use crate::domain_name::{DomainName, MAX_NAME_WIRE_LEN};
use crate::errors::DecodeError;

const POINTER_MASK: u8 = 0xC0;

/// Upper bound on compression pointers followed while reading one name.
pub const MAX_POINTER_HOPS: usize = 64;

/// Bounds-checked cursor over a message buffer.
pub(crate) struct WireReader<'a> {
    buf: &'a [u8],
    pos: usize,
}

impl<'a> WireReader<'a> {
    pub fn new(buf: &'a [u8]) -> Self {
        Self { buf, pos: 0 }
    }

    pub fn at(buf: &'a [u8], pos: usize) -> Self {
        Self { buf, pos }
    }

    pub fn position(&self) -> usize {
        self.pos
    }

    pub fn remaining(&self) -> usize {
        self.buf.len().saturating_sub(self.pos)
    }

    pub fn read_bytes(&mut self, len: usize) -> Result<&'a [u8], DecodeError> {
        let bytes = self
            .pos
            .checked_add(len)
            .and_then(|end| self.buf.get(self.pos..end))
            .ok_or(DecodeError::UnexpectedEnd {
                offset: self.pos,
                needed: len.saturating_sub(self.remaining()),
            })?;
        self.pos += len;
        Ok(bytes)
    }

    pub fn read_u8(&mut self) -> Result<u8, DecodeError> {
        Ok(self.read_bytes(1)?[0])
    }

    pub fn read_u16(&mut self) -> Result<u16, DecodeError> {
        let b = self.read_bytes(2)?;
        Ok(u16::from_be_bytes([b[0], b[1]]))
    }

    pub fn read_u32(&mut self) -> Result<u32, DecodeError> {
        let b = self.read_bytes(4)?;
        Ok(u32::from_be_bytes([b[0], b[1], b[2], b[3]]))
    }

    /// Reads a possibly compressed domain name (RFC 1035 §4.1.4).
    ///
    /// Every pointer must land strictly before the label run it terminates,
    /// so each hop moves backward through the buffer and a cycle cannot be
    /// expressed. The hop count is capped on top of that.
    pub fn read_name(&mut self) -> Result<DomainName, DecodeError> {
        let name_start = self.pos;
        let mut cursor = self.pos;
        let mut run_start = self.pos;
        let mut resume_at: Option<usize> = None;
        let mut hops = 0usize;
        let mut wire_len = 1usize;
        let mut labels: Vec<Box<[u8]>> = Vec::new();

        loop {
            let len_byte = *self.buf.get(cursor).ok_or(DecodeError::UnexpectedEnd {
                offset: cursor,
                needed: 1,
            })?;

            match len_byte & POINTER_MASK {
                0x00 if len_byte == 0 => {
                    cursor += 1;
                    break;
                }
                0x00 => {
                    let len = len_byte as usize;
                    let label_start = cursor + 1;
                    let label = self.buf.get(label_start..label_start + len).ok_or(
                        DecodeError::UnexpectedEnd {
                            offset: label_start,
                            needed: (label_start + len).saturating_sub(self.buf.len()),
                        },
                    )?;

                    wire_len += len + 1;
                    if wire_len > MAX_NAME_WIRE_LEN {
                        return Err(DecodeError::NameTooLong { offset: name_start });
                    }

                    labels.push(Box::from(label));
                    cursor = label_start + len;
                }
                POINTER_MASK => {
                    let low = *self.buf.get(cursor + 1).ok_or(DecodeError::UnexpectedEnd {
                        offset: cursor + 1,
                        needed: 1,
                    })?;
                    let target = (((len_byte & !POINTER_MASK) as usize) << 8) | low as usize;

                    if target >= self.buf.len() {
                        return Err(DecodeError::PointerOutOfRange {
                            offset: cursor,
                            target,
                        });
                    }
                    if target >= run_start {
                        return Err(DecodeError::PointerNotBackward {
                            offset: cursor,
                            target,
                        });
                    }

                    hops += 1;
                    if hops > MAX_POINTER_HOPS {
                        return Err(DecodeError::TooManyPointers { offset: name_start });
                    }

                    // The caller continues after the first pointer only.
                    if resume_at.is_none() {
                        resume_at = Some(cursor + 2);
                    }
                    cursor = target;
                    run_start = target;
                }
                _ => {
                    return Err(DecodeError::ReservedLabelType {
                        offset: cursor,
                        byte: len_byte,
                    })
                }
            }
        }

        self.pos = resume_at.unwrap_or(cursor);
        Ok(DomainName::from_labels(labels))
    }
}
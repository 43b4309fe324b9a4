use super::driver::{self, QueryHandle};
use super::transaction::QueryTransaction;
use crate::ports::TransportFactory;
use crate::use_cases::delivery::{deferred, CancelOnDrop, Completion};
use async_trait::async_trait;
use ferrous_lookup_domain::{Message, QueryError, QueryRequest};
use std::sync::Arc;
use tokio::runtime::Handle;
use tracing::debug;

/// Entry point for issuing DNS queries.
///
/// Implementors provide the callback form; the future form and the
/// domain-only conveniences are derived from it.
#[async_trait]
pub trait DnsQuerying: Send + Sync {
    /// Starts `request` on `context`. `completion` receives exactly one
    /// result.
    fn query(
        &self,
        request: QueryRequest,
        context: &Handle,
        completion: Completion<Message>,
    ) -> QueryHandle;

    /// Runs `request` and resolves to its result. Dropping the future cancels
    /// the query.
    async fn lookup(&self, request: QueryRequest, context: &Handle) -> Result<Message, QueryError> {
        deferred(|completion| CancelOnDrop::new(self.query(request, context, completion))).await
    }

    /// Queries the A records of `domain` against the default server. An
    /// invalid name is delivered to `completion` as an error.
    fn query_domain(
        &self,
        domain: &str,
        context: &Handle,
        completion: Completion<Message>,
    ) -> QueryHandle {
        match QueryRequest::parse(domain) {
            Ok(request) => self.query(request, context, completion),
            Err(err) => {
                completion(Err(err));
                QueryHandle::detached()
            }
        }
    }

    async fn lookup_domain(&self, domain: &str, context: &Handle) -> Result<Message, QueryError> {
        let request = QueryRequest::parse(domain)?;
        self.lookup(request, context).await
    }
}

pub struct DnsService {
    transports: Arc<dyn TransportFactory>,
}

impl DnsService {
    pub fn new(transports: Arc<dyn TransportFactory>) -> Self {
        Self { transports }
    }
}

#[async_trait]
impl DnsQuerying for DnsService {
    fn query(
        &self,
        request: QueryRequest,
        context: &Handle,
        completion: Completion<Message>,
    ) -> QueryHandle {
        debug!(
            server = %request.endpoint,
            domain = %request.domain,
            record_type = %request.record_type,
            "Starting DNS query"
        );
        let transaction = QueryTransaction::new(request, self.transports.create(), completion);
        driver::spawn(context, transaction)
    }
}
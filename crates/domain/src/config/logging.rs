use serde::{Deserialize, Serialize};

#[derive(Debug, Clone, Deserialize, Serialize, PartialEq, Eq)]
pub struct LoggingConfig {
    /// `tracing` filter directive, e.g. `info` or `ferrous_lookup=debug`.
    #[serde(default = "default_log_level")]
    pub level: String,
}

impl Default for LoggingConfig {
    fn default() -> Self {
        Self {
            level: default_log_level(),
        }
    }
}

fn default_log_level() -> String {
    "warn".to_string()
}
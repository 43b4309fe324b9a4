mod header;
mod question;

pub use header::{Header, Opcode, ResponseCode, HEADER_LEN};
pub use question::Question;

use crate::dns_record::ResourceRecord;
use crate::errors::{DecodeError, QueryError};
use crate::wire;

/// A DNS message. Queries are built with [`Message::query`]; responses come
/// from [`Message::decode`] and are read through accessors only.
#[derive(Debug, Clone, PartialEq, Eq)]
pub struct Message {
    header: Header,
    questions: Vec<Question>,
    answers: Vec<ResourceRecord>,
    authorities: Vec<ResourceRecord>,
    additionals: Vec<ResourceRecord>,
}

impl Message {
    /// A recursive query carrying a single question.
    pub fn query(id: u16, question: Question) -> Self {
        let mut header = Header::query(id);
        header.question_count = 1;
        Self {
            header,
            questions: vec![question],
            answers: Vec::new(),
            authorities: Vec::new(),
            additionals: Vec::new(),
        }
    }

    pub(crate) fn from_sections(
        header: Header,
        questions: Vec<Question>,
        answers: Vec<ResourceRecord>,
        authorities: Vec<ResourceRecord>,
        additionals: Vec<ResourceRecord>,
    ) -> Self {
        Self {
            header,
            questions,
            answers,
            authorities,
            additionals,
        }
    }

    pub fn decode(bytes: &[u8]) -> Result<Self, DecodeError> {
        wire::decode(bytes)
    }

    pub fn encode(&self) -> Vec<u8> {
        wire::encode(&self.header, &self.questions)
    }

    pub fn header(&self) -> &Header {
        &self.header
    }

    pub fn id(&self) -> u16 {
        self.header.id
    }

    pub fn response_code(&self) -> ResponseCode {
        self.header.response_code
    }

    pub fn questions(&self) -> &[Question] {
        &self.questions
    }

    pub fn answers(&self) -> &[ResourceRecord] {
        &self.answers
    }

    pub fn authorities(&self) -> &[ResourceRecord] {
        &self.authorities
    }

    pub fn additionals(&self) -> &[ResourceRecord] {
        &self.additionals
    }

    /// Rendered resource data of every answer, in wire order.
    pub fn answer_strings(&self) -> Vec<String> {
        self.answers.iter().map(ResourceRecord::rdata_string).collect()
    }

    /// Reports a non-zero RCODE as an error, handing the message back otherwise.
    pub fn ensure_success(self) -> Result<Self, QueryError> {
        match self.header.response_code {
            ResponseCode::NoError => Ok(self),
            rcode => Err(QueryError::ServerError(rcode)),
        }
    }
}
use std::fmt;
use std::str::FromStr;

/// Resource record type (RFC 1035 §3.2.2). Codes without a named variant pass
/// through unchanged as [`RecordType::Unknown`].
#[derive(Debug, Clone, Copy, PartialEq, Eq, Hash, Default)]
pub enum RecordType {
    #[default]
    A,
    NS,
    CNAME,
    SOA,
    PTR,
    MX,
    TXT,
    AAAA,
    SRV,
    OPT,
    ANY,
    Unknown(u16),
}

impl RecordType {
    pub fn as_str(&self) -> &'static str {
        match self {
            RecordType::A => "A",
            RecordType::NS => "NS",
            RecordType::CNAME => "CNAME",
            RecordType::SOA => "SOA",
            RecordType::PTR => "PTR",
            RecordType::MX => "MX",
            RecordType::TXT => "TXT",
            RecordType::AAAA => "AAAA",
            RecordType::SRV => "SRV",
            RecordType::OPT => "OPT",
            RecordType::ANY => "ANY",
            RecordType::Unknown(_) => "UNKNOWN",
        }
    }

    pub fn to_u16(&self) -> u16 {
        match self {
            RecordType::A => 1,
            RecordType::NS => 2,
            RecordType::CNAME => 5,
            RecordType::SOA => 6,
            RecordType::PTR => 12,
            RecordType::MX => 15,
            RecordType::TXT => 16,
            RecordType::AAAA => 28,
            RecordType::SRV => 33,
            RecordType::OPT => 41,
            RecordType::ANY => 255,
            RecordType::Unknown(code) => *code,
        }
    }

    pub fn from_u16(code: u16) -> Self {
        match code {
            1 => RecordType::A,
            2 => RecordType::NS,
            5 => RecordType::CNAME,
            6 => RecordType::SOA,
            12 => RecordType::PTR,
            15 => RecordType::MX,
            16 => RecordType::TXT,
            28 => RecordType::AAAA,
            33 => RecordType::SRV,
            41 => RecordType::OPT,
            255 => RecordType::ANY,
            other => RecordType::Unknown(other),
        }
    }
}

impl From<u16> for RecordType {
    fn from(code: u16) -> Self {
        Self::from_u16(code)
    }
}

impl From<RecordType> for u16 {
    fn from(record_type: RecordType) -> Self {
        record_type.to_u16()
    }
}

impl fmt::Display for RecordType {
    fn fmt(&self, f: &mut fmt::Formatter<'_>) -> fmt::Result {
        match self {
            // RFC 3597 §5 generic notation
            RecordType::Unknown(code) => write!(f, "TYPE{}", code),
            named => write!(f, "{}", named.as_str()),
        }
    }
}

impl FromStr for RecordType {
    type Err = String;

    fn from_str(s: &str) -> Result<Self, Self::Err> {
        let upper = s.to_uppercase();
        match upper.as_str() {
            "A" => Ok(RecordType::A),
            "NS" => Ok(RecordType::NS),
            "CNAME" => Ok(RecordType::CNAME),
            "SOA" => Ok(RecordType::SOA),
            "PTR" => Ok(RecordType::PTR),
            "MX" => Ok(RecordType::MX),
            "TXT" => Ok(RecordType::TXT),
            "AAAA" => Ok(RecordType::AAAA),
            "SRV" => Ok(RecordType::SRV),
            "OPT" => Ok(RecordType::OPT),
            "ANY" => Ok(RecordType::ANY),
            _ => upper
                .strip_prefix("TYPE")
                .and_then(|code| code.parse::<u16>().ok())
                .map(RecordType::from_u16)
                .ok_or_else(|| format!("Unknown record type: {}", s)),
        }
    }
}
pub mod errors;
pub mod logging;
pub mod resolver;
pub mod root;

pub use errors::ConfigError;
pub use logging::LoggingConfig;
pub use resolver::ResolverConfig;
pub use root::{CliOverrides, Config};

────────────────────

Problem -
Each line of the records, from the opening one through the line holding "pub fn remaining(&self)", should be restated word for word, with nothing else in the answer.

Exercise solution -
use crate::domain_name::{DomainName, MAX_NAME_WIRE_LEN};
use crate::errors::DecodeError;

const POINTER_MASK: u8 = 0xC0;

/// Upper bound on compression pointers followed while reading one name.
pub const MAX_POINTER_HOPS: usize = 64;

/// Bounds-checked cursor over a message buffer.
pub(crate) struct WireReader<'a> {
    buf: &'a [u8],
    pos: usize,
}

impl<'a> WireReader<'a> {
    pub fn new(buf: &'a [u8]) -> Self {
        Self { buf, pos: 0 }
    }

    pub fn at(buf: &'a [u8], pos: usize) -> Self {
        Self { buf, pos }
    }

    pub fn position(&self) -> usize {
        self.pos
    }

    pub fn remaining(&self) -> usize {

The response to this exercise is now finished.